IL TEST DEL CAPELLO (RIFIUTATO)
La sanzione è scattata il 3 agosto e terminerà il 2 ottobre, mentre le hanno tolto punti e prize money conquistati dal 16 febbraio (giorno del test positivo) al 7 giugno (giorno in cui si è sottoposta a un altro test, stavolta risultato negativo). Nel frattempo, Sara ha raccontato la sua versione dei fatti in una nota pubblicata sui suoi profili social. Nella nota, Sara ha parlato di un test del capello che l'avrebbe ulteriormente scagionata, poiché secondo test scientifici un eventuale utilizzo del prodotto sarebbe stato rilevato da questa tipologia di test. Ovviamente, non c'era traccia di letrozolo.
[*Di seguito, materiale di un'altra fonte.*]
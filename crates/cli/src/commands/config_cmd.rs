//! `medibook config` — Configuration management commands.

use medibook_config::AppConfig;

pub async fn validate() -> Result<(), Box<dyn std::error::Error>> {
    println!("🔍 Validating configuration...");

    match AppConfig::load() {
        Ok(config) => {
            println!("   ✅ Config parsed successfully");

            let mut warnings = Vec::new();

            if !config.has_api_key() {
                warnings.push("No API key set (set MEDIBOOK_API_KEY or agent.api_key)".to_string());
            }

            if let Some(path) = &config.directory.path {
                if !path.exists() {
                    warnings.push(format!("Clinic directory not found: {}", path.display()));
                }
            }

            if config.orchestration.history_limit == 0 {
                warnings.push("orchestration.history_limit is 0; only the latest message is sent".to_string());
            }

            if warnings.is_empty() {
                println!("   ✅ All checks passed");
            } else {
                println!();
                for w in &warnings {
                    println!("   ⚠️  {w}");
                }
            }

            println!();
            println!("   Agent:       {}", config.agent.endpoint);
            println!("   Model:       {}", config.agent.model.as_deref().unwrap_or("(service default)"));
            println!("   Iterations:  {}", config.orchestration.max_iterations);
            println!("   Bot id:      {}", config.bot.bot_id);
        }
        Err(e) => {
            println!("   ❌ Config error: {e}");
            return Err(e.into());
        }
    }

    Ok(())
}

pub async fn show() -> Result<(), Box<dyn std::error::Error>> {
    let mut config = AppConfig::load().map_err(|e| format!("Failed to load config: {e}"))?;
    if config.agent.api_key.is_some() {
        config.agent.api_key = Some("[REDACTED]".into());
    }
    let toml_str = toml::to_string_pretty(&config)?;
    println!("{toml_str}");
    Ok(())
}

pub async fn path() -> Result<(), Box<dyn std::error::Error>> {
    let config_path = AppConfig::config_dir().join("config.toml");
    println!("{}", config_path.display());
    Ok(())
}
La prova non è stata ritenuta valida in sede processuale: nella sua lettera, Sara ha parlato di “cavillo”: in realtà, la prova non è stata accettata perché non era stata mostrata prima dell'udienza, e secondo il tribunale “non c'erano ragioni per non presentarla in anticipo”. Al di là di questo, pur risultando piuttosto curiose le modalità di ingestione del letrozolo, l'immagine di Sara non ne esce particolarmente scalfita. Vista la generale severità dei giudici di primo grado, due mesi di sospensione profumano di assoluzione. Mercoledì, a Milano, la Errani spiegherà in prima persona la sua versione dei fatti, rispondendo alle domande dei giornalisti in un'apposita conferenza stampa.